A recorded vote was called for by Cllr John Davies after a lengthy debate and the 12.5% rise was supported by 40 votes with 18 voting against.

Thursday’s Full Council meeting was tasked with making the difficult decision of increasing Council Tax by 5%, 8% or the unpopular 12.5%.

Lengthy consultation has been carried out on the proposed rise with the Council hosting live Facebook sessions and the Budget has also been before all Overview and Scrutiny Committees.

A Facebook Group, entitled ‘Reject the PCC Council Tax rise’ was also set up and gained over 8000 members in just a couple of days.

Of the three options, the 5% rise would generate an extra £2.2 million but would still result in further cost reductions of £3.5 million.

The second option of an 8% rise would generate a further £3.6 million and would also result in further cost reductions of £2.1million.

The final option of 12.5% would generate an extra £5.7 million but there would be no need for further cost reductions.

At a meeting of the Cabinet in February, members unanimously voted in favour of the 12.5% tax rise and Cllr Bob Kilmister, Cabinet member for Finance, stated that they either needed to do something or services would be reduced to a level that most people would see as unacceptable.

On Thursday, Cllr Kilmister said: “Which politician would be prepared to propose such a rise? Well, I am and I am prepared to face the consequences in the future. I believe it is the right thing to do. If you ignore my advice, you will also be ignoring the advice of officers and, more importantly, the facts. If we don’t we will face the same situation in future years.

“We have to do something and we have to do it very quickly. We are too large an organisation and we have to reduce in a planned manner to make us stronger.

“We are doomed to fail unless the magic money tree arrives in the nick of time. We must be the most efficient Council in Wales.

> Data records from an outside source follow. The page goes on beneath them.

// ------------------------------------------------------------------------------------------------
// Segment files
// ------------------------------------------------------------------------------------------------

/// A parsed segment file name.
#[derive(Debug, Clone)]
struct SegmentRef {
    path: PathBuf,
    start_seq: u64,
}

fn segment_file_name(created_ms: u64, start_seq: u64) -> String {
    format!("wal-{created_ms:013}-{start_seq:020}.log")
}

fn parse_segment_name(name: &str) -> Option<u64> {
    let rest = name.strip_prefix("wal-")?.strip_suffix(".log")?;
    let (_, start_seq) = rest.split_once('-')?;
    start_seq.parse::<u64>().ok()
}

/// Lists segment files sorted by start sequence (chronological order).
fn list_segments(dir: &Path) -> Result<Vec<SegmentRef>, WalError> {
    let mut segments = Vec::new();
    for entry in fs::read_dir(dir)? {
        let entry = entry?;
        let path = entry.path();
        if !path.is_file() {
            continue;
        }
        if let Some(name) = path.file_name().and_then(|n| n.to_str())
            && let Some(start_seq) = parse_segment_name(name)
        {
            segments.push(SegmentRef { path, start_seq });
        }
    }
    segments.sort_by_key(|s| s.start_seq);
    Ok(segments)
}

/// Creates and syncs a new segment file with its header in place.
fn create_segment(dir: &Path, start_seq: u64) -> Result<(File, PathBuf), WalError> {
    let mut created_ms = SystemTime::now()
        .duration_since(UNIX_EPOCH)
        .map(|d| d.as_millis() as u64)
        .unwrap_or(0);

    // A reopen within the same millisecond would collide with the
    // previous segment of the same start sequence; nudge the timestamp
    // until the name is free.
    let (mut file, path) = loop {
        let path = dir.join(segment_file_name(created_ms, start_seq));
        match OpenOptions::new().create_new(true).write(true).open(&path) {
            Ok(file) => break (file, path),
            Err(e) if e.kind() == io::ErrorKind::AlreadyExists => {
                created_ms += 1;
            }
            Err(e) => return Err(e.into()),
        }
    };

    let mut header = [0u8; WAL_HEADER_SIZE];
    header[0..4].copy_from_slice(&WAL_MAGIC.to_le_bytes());
    header[4..6].copy_from_slice(&WAL_VERSION.to_le_bytes());
    header[6..8].copy_from_slice(&0u16.to_le_bytes()); // flags
    header[8..16].copy_from_slice(&created_ms.to_le_bytes());
    file.write_all(&header)?;
    file.sync_all()?;

    // Make the new directory entry durable as well.
    if let Ok(dir_handle) = File::open(dir) {
        let _ = dir_handle.sync_all();
    }

    Ok((file, path))
}

fn sync_locked(inner: &mut WalInner) -> Result<(), WalError> {
    inner.file.sync_all()?;
    inner.uncommitted = 0;
    inner.last_sync = Instant::now();
    Ok(())
}

// ------------------------------------------------------------------------------------------------
// Segment replay
// ------------------------------------------------------------------------------------------------

/// Replays one segment, returning the highest sequence it contributed.
fn replay_segment(path: &Path, consumer: &mut impl FnMut(Record)) -> Result<u64, WalError> {
    let file = File::open(path)?;
    let mut reader = BufReader::new(file);

    let mut header = [0u8; WAL_HEADER_SIZE];
    if let Err(e) = reader.read_exact(&mut header) {
        if e.kind() == io::ErrorKind::UnexpectedEof {
            warn!(path = %path.display(), "WAL segment shorter than header, skipping");
            return Ok(0);
        }
        return Err(e.into());
    }

    let magic = u32::from_le_bytes(header[0..4].try_into().expect("fixed slice"));
    let version = u16::from_le_bytes(header[4..6].try_into().expect("fixed slice"));
    if magic != WAL_MAGIC {
        warn!(path = %path.display(), magic, "WAL segment magic mismatch, skipping");
        return Ok(0);
    }
    if version != WAL_VERSION {
        warn!(path = %path.display(), version, "WAL segment version unsupported, skipping");
        return Ok(0);
    }

    let mut highest = 0u64;
    let mut offset = WAL_HEADER_SIZE as u64;
    loop {
        match read_record(&mut reader) {
            Ok(Some((record, len))) => {
                highest = highest.max(record.seq());
                offset += len;
                consumer(record);
            }
            Ok(None) => break,
            Err(reason) => {
                warn!(
                    path = %path.display(),
                    offset,
                    %reason,
                    "corrupt WAL tail, discarding remainder of segment"
                );
                break;
            }
        }
    }

    debug!(path = %path.display(), highest, "WAL segment replayed");
    Ok(highest)
}

/// Reads one record. `Ok(None)` is a clean end of segment; `Err` is a
/// corrupt or truncated tail (the error is a human-readable reason, not
/// a propagated failure — the caller downgrades it to a warning).
fn read_record(reader: &mut impl Read) -> Result<Option<(Record, u64)>, String> {
    let mut prelude = [0u8; RECORD_PRELUDE_SIZE];
    match reader.read_exact(&mut prelude) {
        Ok(()) => {}
        Err(e) if e.kind() == io::ErrorKind::UnexpectedEof => return Ok(None),
        Err(e) => return Err(format!("read failed: {e}")),
    }

    let op = prelude[0];
    let seq = u64::from_le_bytes(prelude[1..9].try_into().expect("fixed slice"));
    let key_len = i32::from_le_bytes(prelude[9..13].try_into().expect("fixed slice"));
    let value_len = i32::from_le_bytes(prelude[13..17].try_into().expect("fixed slice"));

    if !(op == OP_PUT || op == OP_DELETE) {
        return Err(format!("unknown op {op}"));
    }
    if key_len <= 0 || key_len > MAX_REPLAY_LEN {
        return Err(format!("implausible key length {key_len}"));
    }
    match (op, value_len) {
        (OP_PUT, v) if (0..=MAX_REPLAY_LEN).contains(&v) => {}
        (OP_DELETE, -1) => {}
        (_, v) => return Err(format!("implausible value length {v}")),
    }

    let mut key = vec![0u8; key_len as usize];
    reader
        .read_exact(&mut key)
        .map_err(|e| format!("truncated key: {e}"))?;

    let value = if op == OP_PUT {
        let mut value = vec![0u8; value_len as usize];
        reader
            .read_exact(&mut value)
            .map_err(|e| format!("truncated value: {e}"))?;
        Some(value)
    } else {
        None
    };

    let mut crc_bytes = [0u8; 4];
    reader
        .read_exact(&mut crc_bytes)
        .map_err(|e| format!("truncated checksum: {e}"))?;
    let stored_crc = u32::from_le_bytes(crc_bytes);

    let mut hasher = Crc32::new();
    hasher.update(&prelude);
    hasher.update(&key);
    if let Some(v) = &value {
        hasher.update(v);
    }
    if hasher.finalize() != stored_crc {
        return Err("checksum mismatch".into());
    }

    let total_len = (RECORD_PRELUDE_SIZE + key.len() + value.as_ref().map_or(0, Vec::len) + 4) as u64;
    let record = match value {
        Some(value) => Record::Put { key, value, seq },
        None => Record::Delete { key, seq },
    };
    Ok(Some((record, total_len)))
}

“The response rate is far too large to ignore. There was a considerable amount of criticism for making the decision before the consultation had ended. Today is the final decision. There were 1992 responses online and by post. We had two Facebook live sessions which were viewed by 5887 individual users and we had 308 comments. We will be using this method again.

“I want to start going forwards and at a pace, 2018/19 is going to be a critical year and in 12 months time I want to show hard evidence that the plans are working.”

Cllr Tessa Hodgson added: “If we do not agree to the 12.5% we will have to find even more cuts and they will affect the most vulnerable.

“This time last year we were hoping to get elected or re-elected, no one came in looking to increase Council Tax but if we don’t we will not be able to deliver services. We simply have no choice, this is the reality of the situation we face.”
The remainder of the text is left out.